Nothing in this Clause or in this Agreement shall exclude the liability of Dunboyneit for fraudulent misrepresentation.
(a) Suspension of Service. Customer agrees that Dunboyneit may suspend services to Customer without notice and without liability if: (i) DUnboyneitt reasonably believes that the services are being used in violation of the AUP; (ii) Customer fails to cooperate with any reasonable investigation of any suspected violation of the AUP; (iii) Dunboyneit reasonably believes that the suspension of service is necessary to protect its network or its other customers, or (iv) as requested by a law enforcement or regulatory agency. Customer shall pay FreshHost’s reasonable reinstatement fee if service is reinstituted following a suspension of service under this subsection.
(b) Termination. The Agreement may be terminated by Customer prior to the expiration of the Initial Term or any Renewal Term without further notice and without liability if FreshHost fails in a material way to provide the service in accordance with the terms of the Agreement and does not cure the failure within ten (10) days of Customer’s written notice describing the failure in reasonable detail. The Agreement may be terminated by Dunboyneit prior to the expiration of the Initial Term or any Renewal Term without further notice and without liability as follows: (i) upon ten (10) day’s notice if Customer is overdue on the payment of any amount due under the Agreement; (ii) Customer materially violates any other provision of the Agreement, including the AUP, and fails to cure the violation within thirty (30) days of a written notice from FreshHost describing the violation in reasonable detail; (iii) upon one (1) day’s notice if Customer’s Service is used in violation of a material term of the AUP more than once, or (iv) upon one (1) day’s notice if Customer violates Section 5 (Customer Information) of this Agreement. Either party may terminate this agreement upon ten (10) days advance notice if the other party admits insolvency, makes an assignment for the benefit of its creditors, files for bankruptcy or similar protection, is unable to pay debts as they become due, has a trustee or receiver appointed over all or a substantial portion of its assets, or enters into an agreement for the extension or readjustment of all or substantially all of its obligations.
10. Requests for Customer Information. Customer agrees that Dunboyneit may, without notice to Customer, (i) report to the appropriate authorities any conduct by Customer or any of Customer’s customers or end users that FreshHost believes violates applicable law, and (ii) provide any information that it has about Customer or any of its customers or end users in response to a formal or informal request from a law enforcement or regulatory agency or in response to a formal request in a civil action that on its face meets the requirements for such a request.
11. Back Up Copy. Customer agrees to maintain a current copy of all content hosted by Duboyneit not with standing any agreement by Dunboyneit to provide backup services.
12. Changes to Dunboyneit’s Network. Upgrades and other changes in Dunboyneits network, including, but not limited to changes in its software, hardware, and service providers, may affect the display or operation of Customer’s hosted content and/or applications. Dunboyneit reserves the right to change its network in its commercially reasonable discretion, and FreshHost shall not be liable for any resulting harm to Customer.

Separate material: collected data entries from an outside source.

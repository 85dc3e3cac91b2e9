//! Save/load of the breakout snapshot
//!
//! Features:
//! - Versioned JSON schema, readable from unversioned `gameState` saves
//! - Shape and range validation on load, failing closed
//! - Whole-snapshot overwrite, no merging

pub mod schema;

pub use schema::{SNAPSHOT_VERSION, Snapshot};

use anyhow::{Context, Result};

use crate::platform::Storage;
use crate::sim::BreakoutState;

/// Storage slot holding the saved breakout game
pub const SAVE_KEY: &str = "gameState";

/// Outcome of a load request
#[derive(Debug, Clone, Copy, PartialEq, Eq)]
pub enum LoadOutcome {
    Loaded,
    NoSave,
}

impl LoadOutcome {
    /// Message shown to the player
    pub fn message(&self) -> &'static str {
        match self {
            LoadOutcome::Loaded => "Game Loaded!",
            LoadOutcome::NoSave => "No saved game found.",
        }
    }
}

/// Overwrite the save slot with the current world
pub fn save(storage: &mut dyn Storage, state: &BreakoutState) -> Result<()> {
    let json = Snapshot::capture(state).to_json()?;
    storage
        .set_item(SAVE_KEY, &json)
        .context("writing saved game")?;
    log::info!("Game saved (level {}, score {})", state.level, state.score);
    Ok(())
}

/// Read and parse the saved snapshot, if any
pub fn load_snapshot(storage: &dyn Storage) -> Result<Option<Snapshot>> {
    let Some(json) = storage.get_item(SAVE_KEY).context("reading saved game")? else {
        return Ok(None);
    };
    Snapshot::from_json(&json).map(Some)
}

/// Replace the world with the saved game. A corrupt save is an error and
/// leaves `state` as it was.
pub fn load(storage: &dyn Storage, state: &mut BreakoutState) -> Result<LoadOutcome> {
    let Some(snapshot) = load_snapshot(storage)? else {
        log::info!("No saved game found");
        return Ok(LoadOutcome::NoSave);
    };
    snapshot
        .restore(state)
        .context("saved game failed validation")?;
    log::info!("Game loaded (level {}, score {})", state.level, state.score);
    Ok(LoadOutcome::Loaded)
}

/// Forget the saved game
pub fn clear(storage: &mut dyn Storage) -> Result<()> {
    storage.remove_item(SAVE_KEY).context("clearing saved game")?;
    log::info!("Saved game cleared");
    Ok(())
}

13. Notices. Notices to Dunboyneit under the Agreement shall be given via electronic mail to the e-mail address posted for customer support on http://www.dunboyneit.com/helpdesk/. Notices to Customer shall be given via electronic mail to the individual listed as the Primary Customer Contact on the Order. Notices are deemed received on the day transmitted, or if that day is not a business day, on the first business day following the day delivered. Customer may change his, her or its notice address by a notice given in accordance with this Section.